The temptation is understandable. Once again, there is a wealth of political topics to discuss following the midterm elections, the confirmation of Supreme Court Justice Brett Kavanaugh, and a host of other things that have happened since the last major holiday. One can picture the rush of a family member ready to display their debating prowess to a captive audience over dishes containing cranberry sauce and poultry gravy.
I’m a South Carolina native living in the northern Virginia area, and there are indeed people in my family whom I don’t get to see that often. And believe it or not, some of these people whom I love deeply don’t see eye to eye with my views about the proper size and scope of government or my more traditionalist views on societal and moral questions. The temptation to have a political rough-and-tumble in between bites of turkey is very real for me, as well as for some of them.
But why?
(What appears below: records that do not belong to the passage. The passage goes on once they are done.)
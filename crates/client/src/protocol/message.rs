use bytes::{Buf, Bytes};

/// A HTTP message flowing through the codecs: either a head or a piece of payload.
///
/// `T` is the head type (a request head paired with its framing on the write side,
/// a response head paired with its framing on the read side), while `Data` is the
/// payload buffer type (defaults to `Bytes`).
#[derive(Debug)]
pub enum Message<T, Data: Buf = Bytes> {
    /// Contains the head information of type `T`
    Header(T),
    /// Contains a chunk of payload data or EOF marker
    Payload(PayloadItem<Data>),
}

/// Represents an item in the HTTP message payload stream.
///
/// Produced by the payload decoders and consumed by the payload encoders: either a
/// slice of body data or the end-of-body marker.
#[derive(Debug, Clone, PartialEq, Eq)]
pub enum PayloadItem<Data: Buf = Bytes> {
    /// A chunk of payload data
    Chunk(Data),
    /// Marks the end of the payload stream
    Eof,
}

/// How the body of a message is delimited on the wire.
///
/// Exactly one mode is selected for every response, and for every request before
/// its head is written.
#[derive(Debug, Copy, Clone, PartialEq, Eq)]
pub enum PayloadSize {
    /// Payload with known length in bytes
    Length(u64),
    /// Payload using chunked transfer encoding
    Chunked,
    /// Payload runs until the peer closes the connection
    UntilClose,
    /// Empty payload (no body)
    Empty,
}

impl PayloadSize {
    /// Returns true if the payload uses chunked transfer encoding
    #[inline]
    pub fn is_chunked(&self) -> bool {
        matches!(self, PayloadSize::Chunked)
    }

    /// Returns true if the payload is empty
    #[inline]
    pub fn is_empty(&self) -> bool {
        matches!(self, PayloadSize::Empty)
    }

    /// Returns true if the payload is delimited by the connection closing
    #[inline]
    pub fn is_until_close(&self) -> bool {
        matches!(self, PayloadSize::UntilClose)
    }
}

impl<T, D: Buf> Message<T, D> {
    /// Returns true if this message contains payload data
    #[inline]
    pub fn is_payload(&self) -> bool {
        matches!(self, Message::Payload(_))
    }

    /// Returns true if this message contains header information
    #[inline]
    pub fn is_header(&self) -> bool {
        matches!(self, Message::Header(_))
    }

    /// Converts the message into a PayloadItem if it contains payload data
    ///
    /// Returns None if the message contains header information
    pub fn into_payload_item(self) -> Option<PayloadItem<D>> {
        match self {
            Message::Header(_) => None,
            Message::Payload(payload_item) => Some(payload_item),
        }
    }
}

impl<T> From<Bytes> for Message<T> {
    fn from(bytes: Bytes) -> Self {
        Self::Payload(PayloadItem::Chunk(bytes))
    }
}

impl<D: Buf> PayloadItem<D> {
    /// Returns true if this item represents the end of the payload stream
    #[inline]
    pub fn is_eof(&self) -> bool {
        matches!(self, PayloadItem::Eof)
    }

    /// Returns true if this item contains chunk data
    #[inline]
    pub fn is_chunk(&self) -> bool {
        matches!(self, PayloadItem::Chunk(_))
    }
}

impl PayloadItem {
    /// Returns a reference to the contained bytes if this is a Chunk
    pub fn as_bytes(&self) -> Option<&Bytes> {
        match self {
            PayloadItem::Chunk(bytes) => Some(bytes),
            PayloadItem::Eof => None,
        }
    }

    /// Consumes the PayloadItem and returns the contained bytes if this is a Chunk
    pub fn into_bytes(self) -> Option<Bytes> {
        match self {
            PayloadItem::Chunk(bytes) => Some(bytes),
            PayloadItem::Eof => None,
        }
    }
}
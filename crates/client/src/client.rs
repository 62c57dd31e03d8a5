//! The client front end: connect, send, and cancel on shutdown.

use http_body::Body;
use tokio::io::{ReadHalf, WriteHalf};
use tokio::select;
use tokio_util::sync::CancellationToken;
use tracing::{debug, info};

use crate::connection::{Connect, HttpConnection};
use crate::protocol::body::ResponseBody;
use crate::protocol::{BoxError, ClientConfig, HttpError, Request, Response};

/// Response type produced by a [`Client`] using connector `C`.
pub type ClientResponse<C> = Response<ResponseBody<ReadHalf<<C as Connect>::Stream>, WriteHalf<<C as Connect>::Stream>>>;

/// Sends requests over fresh connections from a [`Connect`] implementation.
///
/// Disposing the client (explicitly or by dropping it) cancels every exchange
/// that is still waiting for its response head. Responses already handed out
/// keep streaming their bodies.
#[derive(Debug)]
pub struct Client<C> {
    connector: C,
    config: ClientConfig,
    shutdown: CancellationToken,
}

impl<C: Connect> Client<C> {
    pub fn new(connector: C) -> Self {
        Self::with_config(connector, ClientConfig::default())
    }

    pub fn with_config(connector: C, config: ClientConfig) -> Self {
        Self { connector, config, shutdown: CancellationToken::new() }
    }

    pub fn config(&self) -> &ClientConfig {
        &self.config
    }

    /// Sends `request` and resolves once the final response head arrived.
    ///
    /// # Errors
    ///
    /// Besides the errors of [`HttpConnection::send`], fails with
    /// [`HttpError::Connect`] when no stream could be opened and with
    /// [`HttpError::InvalidRequestState`] once the client is disposed.
    pub async fn send<B>(&self, request: Request<B>, cancel: &CancellationToken) -> Result<ClientResponse<C>, HttpError>
    where
        B: Body + Unpin,
        B::Error: Into<BoxError>,
    {
        if self.shutdown.is_cancelled() {
            return Err(HttpError::invalid_request_state("client is disposed"));
        }

        let uri = request.head().target()?.clone();

        let stream = select! {
            biased;
            () = self.shutdown.cancelled() => return Err(HttpError::Canceled),
            () = cancel.cancelled() => return Err(HttpError::Canceled),
            stream = self.connector.connect(&uri) => stream.map_err(HttpError::connect)?,
        };
        debug!(%uri, "connected");

        let (reader, writer) = tokio::io::split(stream);
        let connection = HttpConnection::with_config(reader, writer, self.config.clone());

        select! {
            biased;
            () = self.shutdown.cancelled() => {
                info!(%uri, "client disposed before the response head arrived");
                Err(HttpError::Canceled)
            }
            response = connection.send(request, cancel) => response,
        }
    }

    /// Cancels all exchanges still waiting for a response head and refuses new ones.
    pub fn dispose(&self) {
        if !self.shutdown.is_cancelled() {
            info!("disposing client");
            self.shutdown.cancel();
        }
    }

    pub fn is_disposed(&self) -> bool {
        self.shutdown.is_cancelled()
    }
}

impl<C> Drop for Client<C> {
    fn drop(&mut self) {
        self.shutdown.cancel();
    }
}
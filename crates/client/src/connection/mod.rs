//! HTTP connection handling module
//!
//! This module drives request/response exchanges over a byte stream.
//!
//! # Components
//!
//! - [`HttpConnection`]: runs one exchange at a time over a read half and a write half:
//!   - Writes the request head and streams the request body
//!   - Implements the expect-continue handshake
//!   - Skips interim responses
//!   - Hands the response body the connection so it streams on demand
//!
//! - [`Connect`]: how a [`Client`](crate::client::Client) obtains a stream for a request,
//!   with [`TcpConnector`] as the plain TCP implementation
//!
//! Every wait on the network can be abandoned through a
//! [`CancellationToken`](tokio_util::sync::CancellationToken).

mod connect;
mod http_connection;

pub use connect::{Connect, LocalConnect, TcpConnector};
pub use http_connection::HttpConnection;
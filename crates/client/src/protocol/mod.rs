//! Core HTTP protocol abstractions for the client.
//!
//! This module provides the building blocks used by the codecs and connections:
//! message types, request and response heads, configuration and errors.
//!
//! # Architecture
//!
//! - **Message Handling** ([`message`]): Core message types and payload processing
//!   - [`Message`]: Represents either a head or a payload chunk
//!   - [`PayloadItem`]: Handles individual payload chunks and EOF
//!   - [`PayloadSize`]: How a body is delimited on the wire
//!
//! - **Header Fields** ([`header`]): ordered, duplicate preserving fields
//!   - [`HeaderFields`] / [`HeaderField`]
//!
//! - **Requests** ([`request`]): [`Request`], [`RequestHead`] and [`RequestBuilder`]
//!
//! - **Responses** ([`response`]): [`Response`] and [`ResponseHead`], keeping the
//!   literal status code and reason phrase
//!
//! - **Body Streaming** ([`body`]): [`body::ResponseBody`] and [`body::BufferedBody`]
//!
//! - **Configuration** ([`config`]): [`ClientConfig`] and the derived [`HeaderPolicy`]
//!
//! - **Error Handling** ([`error`]):
//!   - [`HttpError`]: Top-level error type, classified by [`ErrorKind`]
//!   - [`ParseError`]: Response parsing errors
//!   - [`SendError`]: Request sending errors

pub mod message;
pub use message::Message;
pub use message::PayloadItem;
pub use message::PayloadSize;

pub mod header;
pub use header::HeaderField;
pub use header::HeaderFields;

pub mod request;
pub use request::Request;
pub use request::RequestBuilder;
pub use request::RequestHead;

pub mod response;
pub use response::Response;
pub use response::ResponseHead;

pub mod config;
pub use config::ClientConfig;
pub use config::HeaderPolicy;

pub mod error;
pub use error::BoxError;
pub use error::ErrorKind;
pub use error::HttpError;
pub use error::ParseError;
pub use error::SendError;

pub mod body;
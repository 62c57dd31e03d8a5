use std::cmp;
use std::future::poll_fn;
use std::io;
use std::pin::Pin;
use std::task::{Context, Poll, ready};

use bytes::{Buf, Bytes, BytesMut};
use http_body::{Body, Frame, SizeHint};
use http_body_util::BodyExt;
use tokio::io::{AsyncRead, AsyncWrite, ReadBuf};
use tokio::select;
use tokio_util::sync::CancellationToken;
use tracing::{debug, trace};

use crate::connection::HttpConnection;
use crate::protocol::body::BufferedBody;
use crate::protocol::{HeaderFields, HttpError, PayloadItem, PayloadSize};

/// The body of a response, streamed from the connection that carried it.
///
/// A `ResponseBody` is a forward-only reader: it can be read through the inherent
/// [`read`](Self::read) methods, as a [`tokio::io::AsyncRead`], or as an
/// [`http_body::Body`] producing data frames followed by a trailers frame.
///
/// Once the body is exhausted every read returns `0`. Dropping the body before
/// that closes the connection.
#[derive(Debug)]
pub struct ResponseBody<R, W> {
    connection: Option<HttpConnection<R, W>>,
    payload_size: PayloadSize,
    /// Bytes handed out by the connection but not yet copied to a caller
    pending: Bytes,
    received: u64,
    state: BodyState,
    trailers: Option<HeaderFields>,
    trailers_delivered: bool,
    reusable: bool,
}

#[derive(Debug, Clone, Copy, PartialEq, Eq)]
enum BodyState {
    Streaming,
    Finished,
    Canceled,
    Failed,
}

impl<R, W> ResponseBody<R, W>
where
    R: AsyncRead + Unpin,
    W: AsyncWrite + Unpin,
{
    pub(crate) fn new(connection: HttpConnection<R, W>, payload_size: PayloadSize, reusable: bool) -> Self {
        Self {
            connection: Some(connection),
            payload_size,
            pending: Bytes::new(),
            received: 0,
            state: BodyState::Streaming,
            trailers: None,
            trailers_delivered: false,
            reusable,
        }
    }

    /// How the body is delimited on the wire.
    pub fn payload_size(&self) -> PayloadSize {
        self.payload_size
    }

    /// Returns true once the whole body has been read.
    pub fn is_finished(&self) -> bool {
        self.state == BodyState::Finished && self.pending.is_empty()
    }

    /// Trailer fields of a chunked body, available once it has been fully read.
    pub fn trailers(&self) -> Option<&HeaderFields> {
        self.trailers.as_ref()
    }

    /// Polls the next piece of body data; `None` marks the end of the body.
    pub fn poll_data(&mut self, cx: &mut Context<'_>) -> Poll<Result<Option<Bytes>, HttpError>> {
        if !self.pending.is_empty() {
            return Poll::Ready(Ok(Some(std::mem::take(&mut self.pending))));
        }

        match self.state {
            BodyState::Streaming => {}
            BodyState::Finished => return Poll::Ready(Ok(None)),
            BodyState::Canceled => return Poll::Ready(Err(HttpError::Canceled)),
            BodyState::Failed => return Poll::Ready(Err(HttpError::invalid_request_state("response body already failed"))),
        }

        let Some(connection) = self.connection.as_mut() else {
            return Poll::Ready(Err(HttpError::invalid_request_state("response body has no connection")));
        };

        match ready!(connection.poll_payload(cx)) {
            Ok(PayloadItem::Chunk(bytes)) => {
                self.received += bytes.len() as u64;
                trace!(len = bytes.len(), "read response body bytes");
                Poll::Ready(Ok(Some(bytes)))
            }
            Ok(PayloadItem::Eof) => {
                self.state = BodyState::Finished;
                self.trailers = connection.take_trailers();
                debug!(received = self.received, "response body finished");
                Poll::Ready(Ok(None))
            }
            Err(e) => {
                debug!("response body failed, cause {}", e);
                self.state = BodyState::Failed;
                self.connection = None;
                Poll::Ready(Err(e.into()))
            }
        }
    }

    /// Reads body bytes into `buf`, returning how many were copied.
    ///
    /// Returns `0` for an empty `buf` without touching the connection, and `0`
    /// forever once the body is exhausted.
    pub async fn read(&mut self, buf: &mut [u8]) -> Result<usize, HttpError> {
        if buf.is_empty() {
            return Ok(0);
        }

        let data = poll_fn(|cx| self.poll_data(cx)).await?;
        Ok(data.map_or(0, |bytes| self.copy_out(bytes, buf)))
    }

    /// Like [`read`](Self::read), but gives up with [`HttpError::Canceled`] when
    /// `cancel` fires. A canceled body can't be read anymore and its connection
    /// is closed.
    pub async fn read_with_cancel(&mut self, buf: &mut [u8], cancel: &CancellationToken) -> Result<usize, HttpError> {
        let result = select! {
            biased;
            () = cancel.cancelled() => None,
            result = self.read(buf) => Some(result),
        };

        match result {
            Some(result) => result,
            None => {
                debug!("response body read canceled");
                self.state = BodyState::Canceled;
                self.pending = Bytes::new();
                self.connection = None;
                Err(HttpError::Canceled)
            }
        }
    }

    fn copy_out(&mut self, mut bytes: Bytes, buf: &mut [u8]) -> usize {
        let n = cmp::min(buf.len(), bytes.len());
        buf[..n].copy_from_slice(&bytes[..n]);
        bytes.advance(n);
        self.pending = bytes;
        n
    }

    /// Gives the connection back for another request.
    ///
    /// Only possible once the body was read to the end and the connection is in a
    /// state to carry another exchange: HTTP/1.1, not close-delimited, no
    /// `Connection: close` and no skipped request body.
    pub fn into_connection(mut self) -> Option<HttpConnection<R, W>> {
        if !self.is_finished() || !self.reusable {
            return None;
        }
        self.connection.take().filter(|connection| connection.is_idle())
    }

    /// Takes the raw stream halves, e.g. after `101 Switching Protocols`.
    ///
    /// The returned buffer holds bytes that were already read from the stream but
    /// not consumed as body data.
    pub fn into_inner(mut self) -> Result<(R, W, BytesMut), HttpError> {
        let Some(connection) = self.connection.take() else {
            return Err(HttpError::invalid_request_state("response body has no connection"));
        };

        let (reader, writer, read_buf) = connection.into_parts();
        if self.pending.is_empty() {
            return Ok((reader, writer, read_buf));
        }

        let mut buffered = BytesMut::with_capacity(self.pending.len() + read_buf.len());
        buffered.extend_from_slice(&self.pending);
        buffered.extend_from_slice(&read_buf);
        Ok((reader, writer, buffered))
    }

    /// Reads the rest of the body into memory.
    pub async fn into_buffered(mut self) -> Result<BufferedBody, HttpError> {
        let mut data = BytesMut::new();
        while let Some(frame) = self.frame().await {
            if let Ok(bytes) = frame?.into_data() {
                data.extend_from_slice(&bytes);
            }
        }
        Ok(BufferedBody::new(data.freeze(), self.trailers.take()))
    }
}

impl<R, W> AsyncRead for ResponseBody<R, W>
where
    R: AsyncRead + Unpin,
    W: AsyncWrite + Unpin,
{
    fn poll_read(self: Pin<&mut Self>, cx: &mut Context<'_>, buf: &mut ReadBuf<'_>) -> Poll<io::Result<()>> {
        let this = self.get_mut();
        if buf.remaining() == 0 {
            return Poll::Ready(Ok(()));
        }

        match ready!(this.poll_data(cx)) {
            Ok(Some(mut bytes)) => {
                let n = cmp::min(buf.remaining(), bytes.len());
                buf.put_slice(&bytes[..n]);
                bytes.advance(n);
                this.pending = bytes;
                Poll::Ready(Ok(()))
            }
            Ok(None) => Poll::Ready(Ok(())),
            Err(e) => Poll::Ready(Err(io::Error::other(e))),
        }
    }
}

impl<R, W> Body for ResponseBody<R, W>
where
    R: AsyncRead + Unpin,
    W: AsyncWrite + Unpin,
{
    type Data = Bytes;
    type Error = HttpError;

    fn poll_frame(self: Pin<&mut Self>, cx: &mut Context<'_>) -> Poll<Option<Result<Frame<Self::Data>, Self::Error>>> {
        let this = self.get_mut();

        match ready!(this.poll_data(cx)) {
            Ok(Some(bytes)) => Poll::Ready(Some(Ok(Frame::data(bytes)))),
            Ok(None) if this.trailers_delivered => Poll::Ready(None),
            Ok(None) => {
                this.trailers_delivered = true;
                Poll::Ready(this.trailers.as_ref().map(|trailers| Ok(Frame::trailers(trailers.to_header_map()))))
            }
            Err(e) => Poll::Ready(Some(Err(e))),
        }
    }

    fn is_end_stream(&self) -> bool {
        self.is_finished() && (self.trailers_delivered || self.trailers.is_none())
    }

    fn size_hint(&self) -> SizeHint {
        if self.is_finished() {
            return SizeHint::with_exact(0);
        }
        match self.payload_size {
            PayloadSize::Empty => SizeHint::with_exact(0),
            PayloadSize::Length(length) => SizeHint::with_exact(length.saturating_sub(self.received) + self.pending.len() as u64),
            PayloadSize::Chunked | PayloadSize::UntilClose => SizeHint::default(),
        }
    }
}
//! HTTP codec module for encoding requests and decoding responses
//!
//! This module provides streaming HTTP/1.x message processing for the client side
//! of a connection. It uses a state machine pattern to handle both heads and
//! payload data.
//!
//! # Architecture
//!
//! - Request handling:
//!   - [`RequestEncoder`]: Encodes outgoing HTTP requests
//!   - Head encoding via the [`header`] module
//!   - Payload encoding via the [`body`] module
//!
//! - Response handling:
//!   - [`ResponseDecoder`]: Decodes incoming HTTP responses
//!   - Head parsing via the [`header`] module
//!   - Payload decoding via the [`body`] module
//!
//! # Example
//!
//! ```
//! use micro_http_client::codec::{RequestEncoder, ResponseDecoder};
//! use micro_http_client::protocol::{ClientConfig, Message, PayloadSize, Request};
//! use tokio_util::codec::{Decoder, Encoder};
//! use bytes::{Bytes, BytesMut};
//!
//! // Encode an outgoing request
//! let (head, ()) = Request::builder().uri("http://example.com/").body(()).unwrap().into_parts();
//! let mut encoder = RequestEncoder::default();
//! let mut request_buffer = BytesMut::new();
//! encoder.encode(Message::<_, Bytes>::Header((head, PayloadSize::Empty)), &mut request_buffer).unwrap();
//!
//! // Decode the incoming response
//! let mut decoder = ResponseDecoder::new(&ClientConfig::default());
//! let mut response_buffer = BytesMut::from(&b"HTTP/1.1 204 No Content\r\n\r\n"[..]);
//! let response = decoder.decode(&mut response_buffer);
//! assert!(response.unwrap().unwrap().is_header());
//! ```

pub mod body;
pub mod header;
mod request_encoder;
mod response_decoder;

pub use header::{HeaderParser, parse_payload};
pub use request_encoder::RequestEncoder;
pub use response_decoder::ResponseDecoder;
Will a carefully choreographed defense of one’s political worldview really serve to change anyone’s mind over the course of one meal, or will it merely serve to frustrate and annoy everybody else who wanted to have a nice family meal together?
Here’s how I plan to observe this national feast of Thanksgiving, that day where people in this religiously diverse society render thanks to the higher power of our choosing and understanding: Find important things to be thankful for.
I will wake up on Thursday and prayerfully take an inventory of all the things that I’m thankful for. Then I plan to give thanks. I will thank God for everything that He has done and, when the time comes, I’ll thank my loved ones for what they’ve done and what they mean to me.
There will be plenty of time to resume our ongoing discussions in other venues. I don’t need to agree with someone’s political views to be thankful for their friendship or family ties. And they deserve to hear my thanks for what they mean to me without the baggage of disagreements that we both know will still be there in the morning.
If you want to try it, a good place to start is to ask how much of Thanksgiving preparation involves preparing for political pugilism with family members, and how much of it is in earnest reflection on the truly important things you’re thankful for?
If you find that the former outweighs the latter, maybe it’s time to stop and re-evaluate your priorities. Your other relatives may still try to engage in the annual political grudge match, but they might take a hint and see the example.
Our lives are already filled with divisive politics. Take a break from it this year. Pause, reflect, and give thanks. We’ll be glad we did.